§ **Data to use**
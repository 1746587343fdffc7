//! # gfx-math
//!
//! Arithmetic primitives for 8-bit color compositing.
//!
//! - [`fixed`] - rounding-exact fixed-point blend kernels (`multiply`,
//!   `lerp`, `prelerp`, `divid_multiply`, coverage scaling)
//! - `simd` - bit-identical 8-lane batch kernels (feature `simd`)
//! - Float interpolation helpers ([`lerp`], [`inverse_lerp`], [`saturate`])
//!
//! # Usage
//!
//! ```rust
//! use gfx_math::fixed;
//!
//! // 50% coverage of a mid-gray channel
//! assert_eq!(fixed::mult_cover(200, 128), 100);
//!
//! // Blend a whole run of channels
//! let src = [10u8, 20, 30];
//! let dst = [200u8, 210, 220];
//! let mut out = [0u8; 3];
//! fixed::lerp_into(&dst, &src, 255, &mut out);
//! assert_eq!(out, src);
//! ```
//!
//! # Dependencies
//!
//! - [`wide`] - portable SIMD on stable Rust (optional)
//!
//! # Used By
//!
//! - `gfx-color` - `Rgba8T` blend kernels, color mixing

#![warn(missing_docs)]
#![warn(rustdoc::missing_crate_level_docs)]

pub mod fixed;
mod interp;
#[cfg(feature = "simd")]
pub mod simd;

pub use interp::*;
//! Depth-selected pixel construction, mixing and conversion.
//!
//! These functions are the renderer's entry points for building device
//! pixels. They operate on [`ColorType`], the record picked by the active
//! `depth-*` feature, so callers never name a concrete format.
//!
//! ```rust
//! use gfx_color::utility::{color16_to_32, color_to_16};
//! use gfx_core::Color32;
//!
//! // 16-bit downgrade truncates, it does not round
//! let packed = color_to_16(Color32::rgb(0xFF, 0xFF, 0xFF));
//! assert_eq!(packed, 0xFFFF);
//! let back = Color32::from_full(color16_to_32(gfx_core::Color16::from_full(packed), 0xFF));
//! assert_eq!(back.red, 0xF8);
//! ```

use gfx_core::{Color16, Color24, Color32, ColorType, OPA_OPAQUE, PackedPixel};
use gfx_math::fixed::lerp;

/// Per-channel fixed-point blend of two pixels of the same record.
pub trait BlendPixel: PackedPixel {
    /// Moves `background` toward `foreground` by `weight / 255`.
    ///
    /// `weight == 255` gives `foreground`, `weight == 0` gives
    /// `background`.
    fn mix(foreground: Self, background: Self, weight: u8) -> Self;
}

impl BlendPixel for Color16 {
    /// Blends the native 5/6/5-bit channels, so no precision is gained or
    /// lost by widening.
    fn mix(foreground: Self, background: Self, weight: u8) -> Self {
        Self::new(
            lerp(background.red(), foreground.red(), weight),
            lerp(background.green(), foreground.green(), weight),
            lerp(background.blue(), foreground.blue(), weight),
        )
    }
}

impl BlendPixel for Color24 {
    fn mix(foreground: Self, background: Self, weight: u8) -> Self {
        Self::new(
            lerp(background.red, foreground.red, weight),
            lerp(background.green, foreground.green, weight),
            lerp(background.blue, foreground.blue, weight),
        )
    }
}

impl BlendPixel for Color32 {
    fn mix(foreground: Self, background: Self, weight: u8) -> Self {
        Self::new(
            lerp(background.red, foreground.red, weight),
            lerp(background.green, foreground.green, weight),
            lerp(background.blue, foreground.blue, weight),
            lerp(background.alpha, foreground.alpha, weight),
        )
    }
}

/// Mixes `c1` over `c2` with an 8-bit weight; 255 selects `c1`.
#[inline]
pub fn mix_color(c1: ColorType, c2: ColorType, mix: u8) -> ColorType {
    ColorType::mix(c1, c2, mix)
}

/// Opaque pixel from byte channels.
#[inline]
pub fn color_from_rgb(red: u8, green: u8, blue: u8) -> ColorType {
    ColorType::from_rgba8(red, green, blue, OPA_OPAQUE)
}

/// Pixel from byte channels. 16-bit builds drop `alpha`.
#[inline]
pub fn color_from_rgba(red: u8, green: u8, blue: u8, alpha: u8) -> ColorType {
    ColorType::from_rgba8(red, green, blue, alpha)
}

/// Canonical packed 32-bit value of an active-depth pixel.
///
/// Formats without alpha come out opaque.
#[inline]
pub fn color_to_32(color: ColorType) -> u32 {
    let [red, green, blue, alpha] = color.to_rgba8();
    Color32::new(red, green, blue, alpha).full()
}

/// Canonical packed 32-bit value of a 16-bit pixel with explicit alpha.
///
/// Channels are shifted back up, so the low bits are zero.
#[inline]
pub fn color16_to_32(color: Color16, alpha: u8) -> u32 {
    Color32::new(color.red() << 3, color.green() << 2, color.blue() << 3, alpha).full()
}

/// Packed RGB565 value of a 32-bit pixel. Alpha is dropped and the low
/// bits of each channel are truncated.
#[inline]
pub fn color_to_16(color: Color32) -> u16 {
    Color16::from_rgb8(color.red, color.green, color.blue).full()
}

#[cfg(test)]
mod tests {
    use super::*;

    #[test]
    fn test_mix_weight_endpoints() {
        let a = Color32::new(200, 10, 90, 255);
        let b = Color32::new(0, 250, 30, 0);
        assert_eq!(Color32::mix(a, b, 255), a);
        assert_eq!(Color32::mix(a, b, 0), b);
        assert_eq!(Color32::mix(a, b, 128), Color32::new(100, 130, 60, 128));
    }

    #[test]
    fn test_mix_16_bit_native_channels() {
        let a = Color16::new(31, 63, 31);
        let b = Color16::new(0, 0, 0);
        let m = Color16::mix(a, b, 128);
        assert_eq!((m.red(), m.green(), m.blue()), (16, 32, 16));
        assert_eq!(Color16::mix(a, b, 255), a);
    }

    #[test]
    fn test_mix_24_bit() {
        let a = Color24::new(255, 0, 100);
        let b = Color24::new(0, 255, 100);
        assert_eq!(Color24::mix(a, b, 0), b);
        assert_eq!(Color24::mix(a, a, 77), a);
    }

    #[test]
    fn test_mix_color_active_depth() {
        let c1 = color_from_rgb(255, 0, 0);
        let c2 = color_from_rgb(0, 0, 255);
        assert_eq!(mix_color(c1, c2, 255), c1);
        assert_eq!(mix_color(c1, c2, 0), c2);
    }

    #[test]
    fn test_truncation_is_lossy() {
        let px = Color32::rgb(0xFF, 0xFF, 0xFF);
        let back = Color32::from_full(color16_to_32(Color16::from_full(color_to_16(px)), 0xFF));
        assert_eq!(back.red, 0xF8);
        assert_eq!(back.green, 0xFC);
        assert_eq!(back.blue, 0xF8);
        assert_eq!(back.alpha, 0xFF);
    }

    #[test]
    fn test_color_to_16_truncates() {
        // 0x0F >> 3 == 1, not rounded up to 2
        let packed = color_to_16(Color32::rgb(0x0F, 0x07, 0x00));
        let c = Color16::from_full(packed);
        assert_eq!((c.red(), c.green(), c.blue()), (1, 1, 0));
    }

    #[test]
    fn test_color16_to_32_keeps_alpha() {
        let px = Color32::from_full(color16_to_32(Color16::new(1, 2, 3), 0x40));
        assert_eq!((px.red, px.green, px.blue, px.alpha), (8, 8, 24, 0x40));
    }

    #[cfg(feature = "depth-32")]
    #[test]
    fn test_active_depth_32() {
        let c = color_from_rgba(1, 2, 3, 4);
        assert_eq!(color_to_32(c), Color32::new(1, 2, 3, 4).full());
        assert_eq!(color_to_32(color_from_rgb(1, 2, 3)) >> 24, 0xFF);
    }

    #[cfg(feature = "depth-16")]
    #[test]
    fn test_active_depth_16_drops_alpha() {
        let c = color_from_rgba(0xFF, 0xFF, 0xFF, 0x10);
        assert_eq!(c, color_from_rgb(0xFF, 0xFF, 0xFF));
        assert_eq!(color_to_32(c), Color32::new(0xF8, 0xFC, 0xF8, 0xFF).full());
    }
}
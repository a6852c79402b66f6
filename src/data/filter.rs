use std::collections::{BTreeMap, BTreeSet};

use super::model::{Category, Passenger, PassengerTable};
use crate::feature::Feature;

// ---------------------------------------------------------------------------
// Row filter: which categories are selected per feature
// ---------------------------------------------------------------------------

/// Per-feature selection state: feature → set of selected categories.
/// A feature that is absent means "no constraint"; an explicitly empty set
/// means nothing selected, so every row is excluded.
#[derive(Debug, Clone, Default, PartialEq, Eq)]
pub struct RowFilter {
    selected: BTreeMap<Feature, BTreeSet<Category>>,
}

impl RowFilter {
    pub fn new() -> Self {
        RowFilter::default()
    }

    /// Constrain `feature` to the given categories.
    pub fn with(mut self, feature: Feature, categories: impl IntoIterator<Item = Category>) -> Self {
        self.selected
            .insert(feature, categories.into_iter().collect());
        self
    }

    /// Whether a row passes every active constraint.
    ///
    /// A row passes a feature constraint when its value for that feature is
    /// in the selected set. A row with no value for a constrained feature
    /// (a missing fare band) is excluded.
    pub fn matches(&self, row: &Passenger) -> bool {
        for (feature, selected) in &self.selected {
            if selected.is_empty() {
                return false;
            }
            match feature.value_of(row) {
                Some(value) => {
                    if !selected.contains(&value) {
                        return false;
                    }
                }
                None => return false,
            }
        }
        true
    }
}

/// Independent snapshot of the rows passing the filter.
pub fn filtered_rows(table: &PassengerTable, filter: &RowFilter) -> PassengerTable {
    PassengerTable::from_rows(
        table
            .rows()
            .iter()
            .filter(|row| filter.matches(row))
            .cloned()
            .collect(),
    )
}

#[cfg(test)]
mod tests {
    use super::*;
    use crate::data::aggregate::survival_rate;
    use crate::data::model::{Embarked, RawPassenger, Sex, Who};
    use crate::data::prepare::prepare;

    fn raw(survived: u8, pclass: u8, sex: Sex) -> RawPassenger {
        RawPassenger {
            survived,
            pclass,
            sex,
            age: Some(30.0),
            sibsp: 0,
            parch: 0,
            fare: Some(f64::from(pclass) * 10.0),
            embarked: Some(Embarked::S),
            who: Who::Man,
            alone: true,
        }
    }

    #[test]
    fn empty_filter_keeps_everything() {
        let prepared = prepare(vec![raw(0, 1, Sex::Male), raw(1, 2, Sex::Female)]);
        let kept = filtered_rows(&prepared.population, &RowFilter::new());
        assert_eq!(kept.len(), 2);
    }

    #[test]
    fn empty_selection_set_hides_everything() {
        let prepared = prepare(vec![raw(0, 1, Sex::Male)]);
        let filter = RowFilter::new().with(Feature::Sex, []);
        let kept = filtered_rows(&prepared.population, &filter);
        assert!(kept.is_empty());
    }

    #[test]
    fn women_by_class_rate_equals_rate_over_a_prefiltered_table() {
        let prepared = prepare(vec![
            raw(1, 1, Sex::Female),
            raw(1, 1, Sex::Female),
            raw(0, 3, Sex::Female),
            raw(1, 3, Sex::Female),
            raw(0, 1, Sex::Male),
            raw(0, 3, Sex::Male),
        ]);
        let women_only = RowFilter::new().with(
            Feature::Sex,
            [Category::Text("Female".into())],
        );
        let women = filtered_rows(&prepared.population, &women_only);
        assert_eq!(women.len(), 4);

        let rates = survival_rate(&women, Feature::PassengerClass);
        assert_eq!(rates.len(), 2);
        assert_eq!(rates[0].category, Category::Int(1));
        assert_eq!(rates[0].rate_percent, 100.0);
        assert_eq!(rates[1].category, Category::Int(3));
        assert_eq!(rates[1].rate_percent, 50.0);
    }

    #[test]
    fn constrained_feature_without_a_value_excludes_the_row() {
        let mut rows = vec![raw(0, 1, Sex::Male)];
        rows[0].fare = None;
        let prepared = prepare(rows);
        let filter = RowFilter::new().with(
            Feature::FareGroup,
            [Category::FareBand(crate::data::model::FareBand::Medium)],
        );
        assert!(filtered_rows(&prepared.population, &filter).is_empty());
    }
}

§ **What you will do**
Starting at the line above that contains "- bit-identical 8-lane", repeat each line exactly up to and including the line that contains "lost by widening.", and stop there.

§ **Task answer**
//! - `simd` - bit-identical 8-lane batch kernels (feature `simd`)
//! - Float interpolation helpers ([`lerp`], [`inverse_lerp`], [`saturate`])
//!
//! # Usage
//!
//! ```rust
//! use gfx_math::fixed;
//!
//! // 50% coverage of a mid-gray channel
//! assert_eq!(fixed::mult_cover(200, 128), 100);
//!
//! // Blend a whole run of channels
//! let src = [10u8, 20, 30];
//! let dst = [200u8, 210, 220];
//! let mut out = [0u8; 3];
//! fixed::lerp_into(&dst, &src, 255, &mut out);
//! assert_eq!(out, src);
//! ```
//!
//! # Dependencies
//!
//! - [`wide`] - portable SIMD on stable Rust (optional)
//!
//! # Used By
//!
//! - `gfx-color` - `Rgba8T` blend kernels, color mixing

#![warn(missing_docs)]
#![warn(rustdoc::missing_crate_level_docs)]

pub mod fixed;
mod interp;
#[cfg(feature = "simd")]
pub mod simd;

pub use interp::*;
//! Depth-selected pixel construction, mixing and conversion.
//!
//! These functions are the renderer's entry points for building device
//! pixels. They operate on [`ColorType`], the record picked by the active
//! `depth-*` feature, so callers never name a concrete format.
//!
//! ```rust
//! use gfx_color::utility::{color16_to_32, color_to_16};
//! use gfx_core::Color32;
//!
//! // 16-bit downgrade truncates, it does not round
//! let packed = color_to_16(Color32::rgb(0xFF, 0xFF, 0xFF));
//! assert_eq!(packed, 0xFFFF);
//! let back = Color32::from_full(color16_to_32(gfx_core::Color16::from_full(packed), 0xFF));
//! assert_eq!(back.red, 0xF8);
//! ```

use gfx_core::{Color16, Color24, Color32, ColorType, OPA_OPAQUE, PackedPixel};
use gfx_math::fixed::lerp;

/// Per-channel fixed-point blend of two pixels of the same record.
pub trait BlendPixel: PackedPixel {
    /// Moves `background` toward `foreground` by `weight / 255`.
    ///
    /// `weight == 255` gives `foreground`, `weight == 0` gives
    /// `background`.
    fn mix(foreground: Self, background: Self, weight: u8) -> Self;
}

impl BlendPixel for Color16 {
    /// Blends the native 5/6/5-bit channels, so no precision is gained or
    /// lost by widening.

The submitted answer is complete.